Quand il n’y aurait qu’une question, une seule question, celle de l’Orient, pour occuper l’Europe et la tenir en éveil, ce serait certainement assez. Cet Orient est l’éternelle région des orages ou tout au moins des complications et des redoutables incohérences. Pour rétablir et maintenir la paix, il faudrait d’abord s’entendre sur ce qu’on veut, sur des moyens de pacification qui ne seraient pas des moyens de destruction, sur des combinaisons qui ne seraient pas un embarras de plus.
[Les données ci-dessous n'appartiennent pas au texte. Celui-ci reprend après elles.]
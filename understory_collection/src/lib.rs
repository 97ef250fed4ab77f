// Copyright 2025 the Understory Authors
// SPDX-License-Identifier: Apache-2.0 OR MIT

// After you edit the crate's doc comment, run this command, then check README.md for any missing links
// cargo rdme --workspace-project=understory_collection --heading-base-level=0

//! Understory Collection: ordered item collections and keyboard delegates.
//!
//! Selection and focus logic needs two things from whatever owns the items:
//!
//! - A way to walk the items in a stable order and look up per-item metadata.
//!   That is the [`Collection`] trait. [`ListCollection`] is a ready-made
//!   implementation backed by a `Vec` plus a key index.
//! - A way to answer "which key is below / left of / a page after this one?".
//!   That is the [`KeyboardDelegate`] trait. Each widget kind answers these
//!   questions differently: a vertical list ignores left/right, a horizontal
//!   tab strip wraps around, a calendar grid moves by whole weeks.
//!
//! Consumers such as `understory_selection` and `understory_event_state` only
//! ever talk to these traits, so one selection engine drives listboxes, menus,
//! tab lists, and date grids alike.
//!
//! ## Minimal example
//!
//! ```rust
//! use understory_collection::{
//!     Collection, CollectionItem, KeyboardDelegate, ListCollection, ListKeyboardDelegate,
//! };
//!
//! let collection: ListCollection<&str> = [
//!     CollectionItem::new("apple", "Apple"),
//!     CollectionItem::new("banana", "Banana").with_disabled(true),
//!     CollectionItem::new("cherry", "Cherry"),
//! ]
//! .into_iter()
//! .collect();
//!
//! assert_eq!(collection.size(), 3);
//!
//! let delegate = ListKeyboardDelegate::new(&collection);
//!
//! // Disabled items are skipped by navigation.
//! assert_eq!(delegate.key_below(&"apple"), Some("cherry"));
//!
//! // Type-ahead search is a case-insensitive prefix match.
//! assert_eq!(delegate.key_for_search("CH", None), Some("cherry"));
//! ```
//!
//! This crate is `no_std` and uses `alloc`.

#![no_std]

extern crate alloc;

mod delegate;
mod list;
mod list_delegate;
mod tabs_delegate;

pub use delegate::{KeyboardDelegate, Orientation, TextDirection};
pub use list::ListCollection;
pub use list_delegate::ListKeyboardDelegate;
pub use tabs_delegate::TabsKeyboardDelegate;

use alloc::string::String;

/// Descriptor for a single item in a [`Collection`].
#[derive(Clone, Debug, PartialEq, Eq)]
pub struct CollectionItem<K> {
    /// Opaque key identifying the item. Must be unique within its collection.
    pub key: K,
    /// Plain-text label, used for type-ahead search.
    pub text_value: String,
    /// Whether the item itself is disabled.
    pub disabled: bool,
    /// Position of the item in collection order.
    ///
    /// Collections assign this when the item is inserted; any value set by the
    /// caller is overwritten.
    pub index: usize,
}

impl<K> CollectionItem<K> {
    /// Creates an enabled item with the given key and label.
    pub fn new(key: K, text_value: impl Into<String>) -> Self {
        Self {
            key,
            text_value: text_value.into(),
            disabled: false,
            index: 0,
        }
    }

    /// Returns this item with its `disabled` flag set.
    #[must_use]
    pub fn with_disabled(mut self, disabled: bool) -> Self {
        self.disabled = disabled;
        self
    }
}

/// Read access to an ordered set of keyed items.
///
/// Iteration order must be stable between mutations of the collection;
/// selection ranges and navigation both rely on it.
pub trait Collection<K> {
    /// Returns the number of items.
    fn size(&self) -> usize;

    /// Returns the item for `key`, if it is part of the collection.
    fn item(&self, key: &K) -> Option<&CollectionItem<K>>;

    /// Returns the first key in collection order.
    fn first_key(&self) -> Option<&K>;

    /// Returns the last key in collection order.
    fn last_key(&self) -> Option<&K>;

    /// Returns the key following `key`, or `None` at the end or for unknown keys.
    fn key_after(&self, key: &K) -> Option<&K>;

    /// Returns the key preceding `key`, or `None` at the start or for unknown keys.
    fn key_before(&self, key: &K) -> Option<&K>;

    /// Returns `true` if `key` is part of the collection.
    fn contains_key(&self, key: &K) -> bool {
        self.item(key).is_some()
    }

    /// Returns an iterator over all keys in collection order.
    ///
    /// For unsized collections (`dyn Collection<K>`), use [`Keys::new`].
    fn keys(&self) -> Keys<'_, K, Self>
    where
        Self: Sized,
    {
        Keys::new(self)
    }
}

/// Iterator over the keys of a [`Collection`], created by [`Collection::keys`].
pub struct Keys<'a, K, C: ?Sized> {
    collection: &'a C,
    next: Option<&'a K>,
}

impl<'a, K, C> Keys<'a, K, C>
where
    C: Collection<K> + ?Sized,
{
    /// Creates an iterator over the keys of `collection`.
    pub fn new(collection: &'a C) -> Self {
        Self {
            collection,
            next: collection.first_key(),
        }
    }
}

impl<K: core::fmt::Debug, C: ?Sized> core::fmt::Debug for Keys<'_, K, C> {
    fn fmt(&self, f: &mut core::fmt::Formatter<'_>) -> core::fmt::Result {
        f.debug_struct("Keys").field("next", &self.next).finish()
    }
}

impl<'a, K, C> Iterator for Keys<'a, K, C>
where
    C: Collection<K> + ?Sized,
{
    type Item = &'a K;

    fn next(&mut self) -> Option<Self::Item> {
        let current = self.next?;
        self.next = self.collection.key_after(current);
        Some(current)
    }
}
Qu’a voulu dire ces jours derniers le nouvel ambassadeur d’Autriche à Londres, le comte Karolyi, dans un banquet d’une société de charité internationale où il a payé sa bienvenue par un discours ? L’ambassadeur de l’empereur François-Joseph, à son tour, a parlé de la paix en diplomate expert aux savantes nuances et laissant deviner toute sorte de choses. Il a paru faire dater de son arrivée à Londres ce qu’il a appelé un « événement historique » récemment accompli, « raffermissement des anciens liens d’amitié qui avaient longtemps uni les deux pays, » en un mot une ère nouvelle pour l’alliance de l’Autriche et de l’Angleterre. Il est vrai qu’il s’est bâté d’ajouter que c’était une a alliance non écrite ; » il ne s’est pas moins plu à assurer que « l’événement historique, » loin de « provoquer la guerre, ne peut avoir nécessairement d’autre but que celui de l’empêcher. » Le comte Karolyi s’est livré à cette curieuse stratégie de langage, s’avançant ou se dérobant tour à tour. Cela signifie peut-être tout simplement qu’entre l’Autriche et l’Angleterre il y a des intérêts communs dont on sent plus que jamais la. puissance à Vienne et à Londres. Assurément il y a entre l’Angleterre et l’Autriche des intérêts communs qui ne datent pas de l’arrivée du comte Karolyi à Londres, qui ont toujours existé, qui ont senti leur solidarité dans toutes les crises de l’Orient. Il y a entre les deux puissances des intérêts qui sont aussi communs à la France, et si ces intérêts s’étaient entendus à propos, malgré les réserves nécessaires de la politique française, ils auraient pu peut-être empêcher la dernière guerre. Ils peuvent encore en conjurer le retour ou les suites trop désastreuses par la confédération de toutes les prévoyances occidentales, également intéressées à préserver ce qui reste de l’équilibre oriental par l’observation exacte de ce traité de Berlin qui est comme un dernier concordat dans la débâcle de l’empire ottoman.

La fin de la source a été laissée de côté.